Published Oct 14, 2015 - Follow author Allison Christians: - Permalink

Art Cockfield has posted a new paper on SSRN, Big Data and Tax Haven Secrecy, forthcoming Florida Tax Review. The article sets out research he did with the International Consortium of Investigative Journalists (ICIJ) and is of interest. Here is the abstract:

While there is now a significant literature in law, politics, economics, and other disciplines that examines tax havens, there is little information on what tax haven intermediaries — so-called offshore service providers — actually do to facilitate offshore evasion, international money laundering and the financing of global terrorism. To provide insight into this secret world of tax havens, this Article relies on the author’s study of big data derived from the financial data leak obtained by the International Consortium for Investigative Journalists (ICIJ). A hypothetical involving Breaking Bad’s Walter White is used to explain how offshore service providers facilitate global financial crimes.
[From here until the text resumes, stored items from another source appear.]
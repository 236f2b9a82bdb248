//! `[serve]` section configuration.
//!
//! Contains development server settings.

use super::defaults;
use educe::Educe;
use serde::{Deserialize, Serialize};

/// `[serve]` section in site.toml - development server settings.
///
/// # Example
/// ```toml
/// [serve]
/// interface = "0.0.0.0"  # Listen on all interfaces
/// port = 3000
/// watch = true           # Reload posts and rebuild on change
/// ```
#[derive(Debug, Clone, Educe, Serialize, Deserialize)]
#[educe(Default)]
#[serde(deny_unknown_fields)]
pub struct ServeConfig {
    /// Network interface to bind.
    #[serde(default = "defaults::serve::interface")]
    #[educe(Default = defaults::serve::interface())]
    pub interface: String,

    /// HTTP port number (default: 5277). Successive ports are tried when taken.
    #[serde(default = "defaults::serve::port")]
    #[educe(Default = defaults::serve::port())]
    pub port: u16,

    /// Watch the posts file, assets, and config for changes.
    #[serde(default = "defaults::r#true")]
    #[educe(Default = true)]
    pub watch: bool,
}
The Article deploys a transaction cost perspective to assist in understanding the information and incentive problems revealed by the ICIJ data leak, including how tax haven secrecy enables elites in non-democratic countries to transfer their monies for ultimate investment in stable democratic countries. The approach also emphasizes how, even in a world of perfect information, political incentives persist that thwart cooperative efforts to inhibit global financial crimes.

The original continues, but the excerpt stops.